An attacker creates a client application to interface with a target service where the client violates assumptions the service makes about clients. Services that have designated client applications (as opposed to services that use general client applications, such as IMAP or POP mail servers which can interact with any IMAP or POP client) may assume that the client will follow specific procedures. For example, servers may assume that clients will accurately compute values (such as prices), will send correctly structured messages, and will attempt to ensure efficient interactions with the server. By reverse-engineering a client and creating their own version, an attacker can take advantage of these assumptions to abuse service functionality. For example, a purchasing service might send a unit price to its client and expect the client to correctly compute the total cost of a purchase. If the attacker uses a malicious client, however, the attacker could ignore the server input and declare any total price. Likewise, an attacker could configure the client to retain network or other server resources for longer than legitimately necessary in order to degrade server performance.

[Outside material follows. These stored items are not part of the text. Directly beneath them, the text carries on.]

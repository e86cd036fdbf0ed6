use regex::Regex;

/// Rewrite an arbitrary column header into a canonical identifier: trimmed,
/// lowercased, everything but letters, digits and whitespace removed, and
/// whitespace runs collapsed into single underscores.
///
/// Total over all inputs and deterministic; the result contains only
/// lowercase ASCII letters, digits and interior underscores.
pub fn column_ident(name: &str) -> String {
    let specials = Regex::new(r"[^a-z0-9\s]").unwrap();
    let whitespace = Regex::new(r"\s+").unwrap();

    let lowered = name.trim().to_lowercase();
    let kept = specials.replace_all(&lowered, "");
    let joined = whitespace.replace_all(kept.trim(), "_");
    joined.trim_matches('_').to_string()
}
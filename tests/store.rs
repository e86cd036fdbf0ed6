use assert_matches::assert_matches;
use camino::Utf8PathBuf;

use cms_provider_sync::error::SyncError;
use cms_provider_sync::store::{Snapshot, Store};

fn temp_store(temp: &tempfile::TempDir) -> Store {
    Store::new(Utf8PathBuf::from_path_buf(temp.path().join("out")).unwrap())
}

#[test]
fn missing_sidecar_loads_empty() {
    let temp = tempfile::tempdir().unwrap();
    let store = temp_store(&temp);
    assert!(store.load_snapshot().unwrap().is_empty());
}

#[test]
fn snapshot_round_trip() {
    let temp = tempfile::tempdir().unwrap();
    let store = temp_store(&temp);

    let mut snapshot = Snapshot::new();
    snapshot.insert("xubh-q36u.csv".to_string(), "2021-07-21".to_string());
    snapshot.insert("yv7e-xnih.csv".to_string(), "2023-07-14T00:00:00".to_string());

    store.save_snapshot(&snapshot).unwrap();
    assert_eq!(store.load_snapshot().unwrap(), snapshot);
}

#[test]
fn save_replaces_prior_content_wholesale() {
    let temp = tempfile::tempdir().unwrap();
    let store = temp_store(&temp);

    let mut first = Snapshot::new();
    first.insert("a.csv".to_string(), "2021-01-01".to_string());
    first.insert("b.csv".to_string(), "2021-01-01".to_string());
    store.save_snapshot(&first).unwrap();

    let mut second = Snapshot::new();
    second.insert("a.csv".to_string(), "2021-02-01".to_string());
    store.save_snapshot(&second).unwrap();

    assert_eq!(store.load_snapshot().unwrap(), second);
}

#[test]
fn malformed_sidecar_is_fatal() {
    let temp = tempfile::tempdir().unwrap();
    let store = temp_store(&temp);
    store.ensure_output_root().unwrap();
    std::fs::write(store.metadata_path().as_std_path(), b"not json").unwrap();

    let err = store.load_snapshot().unwrap_err();
    assert_matches!(err, SyncError::MetadataParse(_));
}

#[test]
fn atomic_write_replaces_existing_file() {
    let temp = tempfile::tempdir().unwrap();
    let store = temp_store(&temp);
    let path = store.dataset_path("a.csv");

    Store::write_bytes_atomic(&path, b"old").unwrap();
    Store::write_bytes_atomic(&path, b"new").unwrap();

    assert_eq!(std::fs::read_to_string(path.as_std_path()).unwrap(), "new");
}
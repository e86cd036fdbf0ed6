use std::time::Duration;

use reqwest::blocking::Client;
use reqwest::header::{HeaderMap, HeaderValue, USER_AGENT};

use crate::error::SyncError;

pub trait DatasetClient: Send + Sync {
    /// Fetch the full tabular content behind a descriptor's download URL.
    fn fetch_table(&self, url: &str) -> Result<Vec<u8>, SyncError>;
}

#[derive(Clone)]
pub struct DatasetHttpClient {
    client: Client,
}

impl DatasetHttpClient {
    pub fn new() -> Result<Self, SyncError> {
        let mut headers = HeaderMap::new();
        headers.insert(
            USER_AGENT,
            HeaderValue::from_str(&format!("cms-sync/{}", env!("CARGO_PKG_VERSION")))
                .map_err(|err| SyncError::Filesystem(err.to_string()))?,
        );
        let client = Client::builder()
            .default_headers(headers)
            .timeout(Duration::from_secs(60))
            .build()
            .map_err(|err| SyncError::DatasetHttp(err.to_string()))?;
        Ok(Self { client })
    }
}

impl DatasetClient for DatasetHttpClient {
    fn fetch_table(&self, url: &str) -> Result<Vec<u8>, SyncError> {
        let response = self
            .client
            .get(url)
            .send()
            .map_err(|err| SyncError::DatasetHttp(err.to_string()))?;
        if !response.status().is_success() {
            let status = response.status().as_u16();
            let message = response
                .text()
                .unwrap_or_else(|_| "dataset request failed".to_string());
            return Err(SyncError::DatasetStatus { status, message });
        }
        let bytes = response
            .bytes()
            .map_err(|err| SyncError::DatasetHttp(err.to_string()))?;
        Ok(bytes.to_vec())
    }
}
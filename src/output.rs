use std::io::{self, Write};

use serde::Serialize;

use crate::pipeline::RunReport;
use crate::store::Snapshot;

pub struct JsonOutput;

impl JsonOutput {
    pub fn print_run(report: &RunReport) -> io::Result<()> {
        Self::print_json(report)
    }

    pub fn print_status(snapshot: &Snapshot) -> io::Result<()> {
        Self::print_json(snapshot)
    }

    fn print_json<T: Serialize>(value: &T) -> io::Result<()> {
        let json = serde_json::to_string_pretty(value)
            .map_err(|err| io::Error::new(io::ErrorKind::Other, err))?;
        let mut stdout = io::stdout();
        stdout.write_all(json.as_bytes())?;
        stdout.write_all(b"\n")?;
        Ok(())
    }
}
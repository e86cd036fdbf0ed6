use csv::{ReaderBuilder, StringRecord, WriterBuilder};
use tracing::{info, warn};

use crate::dataset::DatasetClient;
use crate::domain::{DatasetDescriptor, file_name_from_url};
use crate::error::SyncError;
use crate::normalize::column_ident;
use crate::store::{Snapshot, Store};

/// Per-dataset outcome. `Unchanged` and `Failed` both leave the snapshot
/// entry alone; they stay separate variants so the report and the logs can
/// tell a clean skip from a broken download.
#[derive(Debug)]
pub enum ProcessOutcome {
    Updated { file_name: String, modified: String },
    Unchanged { file_name: String },
    Failed { file_name: String, error: SyncError },
}

pub struct Processor<'a, D: DatasetClient> {
    store: &'a Store,
    datasets: &'a D,
}

impl<'a, D: DatasetClient> Processor<'a, D> {
    pub fn new(store: &'a Store, datasets: &'a D) -> Self {
        Self { store, datasets }
    }

    /// Decide skip-vs-download for one descriptor and carry the download
    /// through. Every failure is caught here and reported as an outcome;
    /// nothing propagates across the worker-pool boundary.
    pub fn process(&self, descriptor: &DatasetDescriptor, prior: &Snapshot) -> ProcessOutcome {
        let url = match descriptor.download_url() {
            Some(url) => url,
            None => {
                let error = SyncError::MissingDownloadUrl(descriptor.title.clone());
                warn!(title = %descriptor.title, %error, "skipping dataset");
                return ProcessOutcome::Failed {
                    file_name: descriptor.title.clone(),
                    error,
                };
            }
        };
        let file_name = match file_name_from_url(url) {
            Ok(name) => name,
            Err(error) => {
                warn!(title = %descriptor.title, %error, "skipping dataset");
                return ProcessOutcome::Failed {
                    file_name: descriptor.title.clone(),
                    error,
                };
            }
        };

        let modified = descriptor.modified_stamp();
        if prior.get(&file_name).is_some_and(|seen| *seen == modified) {
            info!(file = %file_name, "unchanged, skipping");
            return ProcessOutcome::Unchanged { file_name };
        }

        info!(title = %descriptor.title, url, "downloading");
        match self.download_and_transform(url, &file_name) {
            Ok(()) => {
                info!(file = %file_name, "saved");
                ProcessOutcome::Updated {
                    file_name,
                    modified,
                }
            }
            Err(error) => {
                warn!(file = %file_name, %error, "failed to process dataset");
                ProcessOutcome::Failed { file_name, error }
            }
        }
    }

    fn download_and_transform(&self, url: &str, file_name: &str) -> Result<(), SyncError> {
        let body = self.datasets.fetch_table(url)?;
        let table = rewrite_headers(&body)?;
        Store::write_bytes_atomic(&self.store.dataset_path(file_name), &table)
    }
}

/// Rewrite the header record through the normalizer; rows pass through
/// verbatim with column order preserved. The whole table is serialized in
/// memory before anything touches the output path.
fn rewrite_headers(raw: &[u8]) -> Result<Vec<u8>, SyncError> {
    let mut reader = ReaderBuilder::new().flexible(true).from_reader(raw);
    let headers = reader
        .headers()
        .map_err(|err| SyncError::Table(err.to_string()))?;
    let renamed: StringRecord = headers.iter().map(column_ident).collect();

    let mut writer = WriterBuilder::new().flexible(true).from_writer(Vec::new());
    writer
        .write_record(&renamed)
        .map_err(|err| SyncError::Table(err.to_string()))?;
    for record in reader.records() {
        let record = record.map_err(|err| SyncError::Table(err.to_string()))?;
        writer
            .write_record(&record)
            .map_err(|err| SyncError::Table(err.to_string()))?;
    }
    writer
        .into_inner()
        .map_err(|err| SyncError::Table(err.to_string()))
}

Even services with general clients can be susceptible to this attack if they assume certain client behaviors. However, such services generally can make fewer assumptions about the behavior of their clients in the first place and, as such, are less likely to make assumptions that an attacker can exploit.

This attack differs from most other forms of identity spoofing in that the attacker is not attempting to impersonate a specific user or device. Instead, the attacker attempts to impersonate a class of applications, namely the client applications of a service. As such, the attacker is not violating the service's trust in an identity, but its trust in expected behavior.